Lesson One from the Arab Spring in 2012: revolutionary political change is neither seasonal nor predictable. But in a time of resurgent religious identities, in North Africa and the Middle East, it was always going to heighten divisions between worldviews as well as between different concepts of governance and political order.

Once the lid of authoritarian and repressive rule came off, an ugly blooming of human fears, and hopes encroached on political space propelling untried political leaders into perilous uncharted waters.

Lesson Two: people in the midst of anarchic political turmoil need to find, and tell, a story about what is happening to them. Those who succeed who find a compelling narrative for their cause like the Bolsheviks in 1917, often win the battle.

Religions and secular narratives provide meanings, goals, and identities that seek political expression and delineate clear boundaries.

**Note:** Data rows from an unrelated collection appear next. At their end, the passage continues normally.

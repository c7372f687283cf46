//! The document model.
//!
//! A [`Document`] is one parsed content file: where it came from, which
//! collection owns it, its metadata, and its rendered body. Documents are
//! built once by the scanner and never modified afterwards; every field is
//! private behind a read-only accessor.
//!
//! ## Permalinks
//!
//! A document computes its own URL path from an optional pattern:
//!
//! | Pattern                     | Document                       | Result                  |
//! |-----------------------------|--------------------------------|-------------------------|
//! | *(none)*                    | `posts/hello.md`               | `/posts/hello/`         |
//! | *(none)*                    | `about.md` (collection `pages`) | `/about/`              |
//! | `{year}/{slug}`             | `2024-01-02-x.md`              | `/2024/x/`              |
//! | `blog/{year}/{month}/{day}` | undated                        | `/blog/`                |
//!
//! Placeholders are substituted in a single pass, so a slug that happens to
//! contain `{year}` is left alone.

use crate::naming;
use crate::types::Metadata;
use chrono::{DateTime, FixedOffset, NaiveDate, NaiveDateTime, SecondsFormat};
use regex::{Captures, Regex};
use std::path::{Path, PathBuf};
use std::sync::LazyLock;

/// Name of the collection that holds top-level and unclassified content.
pub const PAGES_COLLECTION: &str = "pages";

static PLACEHOLDER: LazyLock<Regex> = LazyLock::new(|| {
    Regex::new(r"\{(collection|slug|filename|year|month|day)\}")
        .expect("placeholder pattern is valid")
});

/// One parsed content file.
#[derive(Debug, Clone, PartialEq)]
pub struct Document {
    source_path: PathBuf,
    slug: String,
    collection: String,
    front_matter: Metadata,
    content_html: String,
    content_raw: String,
    date: Option<DateTime<FixedOffset>>,
}

impl Document {
    pub fn new(
        source_path: PathBuf,
        slug: String,
        collection: String,
        front_matter: Metadata,
        content_html: String,
        content_raw: String,
        date: Option<DateTime<FixedOffset>>,
    ) -> Self {
        Self {
            source_path,
            slug,
            collection,
            front_matter,
            content_html,
            content_raw,
            date,
        }
    }

    pub fn source_path(&self) -> &Path {
        &self.source_path
    }

    pub fn slug(&self) -> &str {
        &self.slug
    }

    pub fn collection(&self) -> &str {
        &self.collection
    }

    pub fn front_matter(&self) -> &Metadata {
        &self.front_matter
    }

    pub fn content_html(&self) -> &str {
        &self.content_html
    }

    pub fn content_raw(&self) -> &str {
        &self.content_raw
    }

    pub fn date(&self) -> Option<DateTime<FixedOffset>> {
        self.date
    }

    /// Front matter `title` if it is a string, otherwise derived from the slug.
    pub fn title(&self) -> String {
        match self.front_matter.get("title").and_then(|v| v.as_str()) {
            Some(title) => title.to_string(),
            None => naming::title_from_slug(&self.slug),
        }
    }

    /// Compute this document's URL path under `base`.
    ///
    /// The result always starts and ends with `/` (relative to `base`).
    pub fn permalink(&self, base: &str, pattern: Option<&str>) -> String {
        let path = match pattern.filter(|p| !p.is_empty()) {
            Some(pattern) => self.expand_pattern(pattern),
            None => {
                let collection = (self.collection != PAGES_COLLECTION)
                    .then_some(self.collection.as_str());
                collection
                    .into_iter()
                    .chain(std::iter::once(self.slug.as_str()))
                    .filter(|segment| !segment.is_empty())
                    .collect::<Vec<_>>()
                    .join("/")
            }
        };

        let base = base.trim_end_matches('/');
        let path = path.trim_matches('/');
        if path.is_empty() {
            format!("{base}/")
        } else {
            format!("{base}/{path}/")
        }
    }

    fn expand_pattern(&self, pattern: &str) -> String {
        PLACEHOLDER
            .replace_all(pattern, |caps: &Captures| match &caps[1] {
                "collection" => self.collection.clone(),
                "slug" | "filename" => self.slug.clone(),
                "year" => self.date_part("%Y"),
                "month" => self.date_part("%m"),
                "day" => self.date_part("%d"),
                other => format!("{{{other}}}"),
            })
            .into_owned()
    }

    fn date_part(&self, format: &str) -> String {
        self.date
            .map(|date| date.format(format).to_string())
            .unwrap_or_default()
    }
}

// =============================================================================
// Timestamps
// =============================================================================

/// Parse a front matter date.
///
/// Accepts RFC 3339 (`2024-03-01T09:30:00+02:00`), `YYYY-MM-DD HH:MM[:SS]`,
/// `YYYY-MM-DDTHH:MM[:SS]`, and a bare `YYYY-MM-DD`. Values without an
/// offset are taken as UTC.
pub fn parse_timestamp(raw: &str) -> Option<DateTime<FixedOffset>> {
    let raw = raw.trim();
    if let Ok(dt) = DateTime::parse_from_rfc3339(raw) {
        return Some(dt);
    }

    const NAIVE_FORMATS: &[&str] = &[
        "%Y-%m-%d %H:%M:%S",
        "%Y-%m-%d %H:%M",
        "%Y-%m-%dT%H:%M:%S",
        "%Y-%m-%dT%H:%M",
    ];
    let naive = NAIVE_FORMATS
        .iter()
        .find_map(|format| NaiveDateTime::parse_from_str(raw, format).ok())
        .or_else(|| {
            NaiveDate::parse_from_str(raw, "%Y-%m-%d")
                .ok()
                .and_then(|date| date.and_hms_opt(0, 0, 0))
        })?;
    Some(naive.and_utc().fixed_offset())
}

/// Midnight UTC on the given calendar day.
pub fn timestamp_from_date(date: NaiveDate) -> Option<DateTime<FixedOffset>> {
    date.and_hms_opt(0, 0, 0)
        .map(|naive| naive.and_utc().fixed_offset())
}

/// Canonical ISO-8601 form stored back into front matter,
/// e.g. `2024-03-01T00:00:00+00:00`.
pub fn format_timestamp(date: &DateTime<FixedOffset>) -> String {
    date.to_rfc3339_opts(SecondsFormat::Secs, false)
}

In times of flux, they become as important as electricity, jobs, and water. Sacralized, non-negotiable, non-instrumental, they transcend moral considerations such as the sanctity of life.

Yet this is the time when the inherent ambivalence of religion – and of secular worldviews – is most rarely acknowledged. Religion can be a powerful vector for hatred, and a justification for violence and division, as well as an extraordinary force for good.

It just takes a few sacred texts ripped out of context to determine the former. In a fragmenting society, the Manichean logic of “them against us,” good against evil, casts its defensive, protective spell. Then all that is required is for my religious vision of society, at all costs, to prevail – or my secular one – and all will be well.

The ambivalence of resurgent religion motivated Tony Blair to create his Faith Foundation in 2008.

Religion could be part of the solution to the problems of the 21st century, even if increasingly part of the problem.

Against the sacralization of the secular, and the perverse politicization of the religious had to be set the goal of religion-friendly democracy and democracy-friendly religion. And this required a global approach to education for religious pluralism for a new generation of citizens and their leaders.

This was never going to be easy. It required certain preconditions: recognition that religiously motivated terrorism was not simply a product of western interventions around the world or the Israeli-Palestinian conflict, but an extreme reaction to all the changes lumped as “modernity” and “globalization,” changes that had multiple causes and were ubiquitous.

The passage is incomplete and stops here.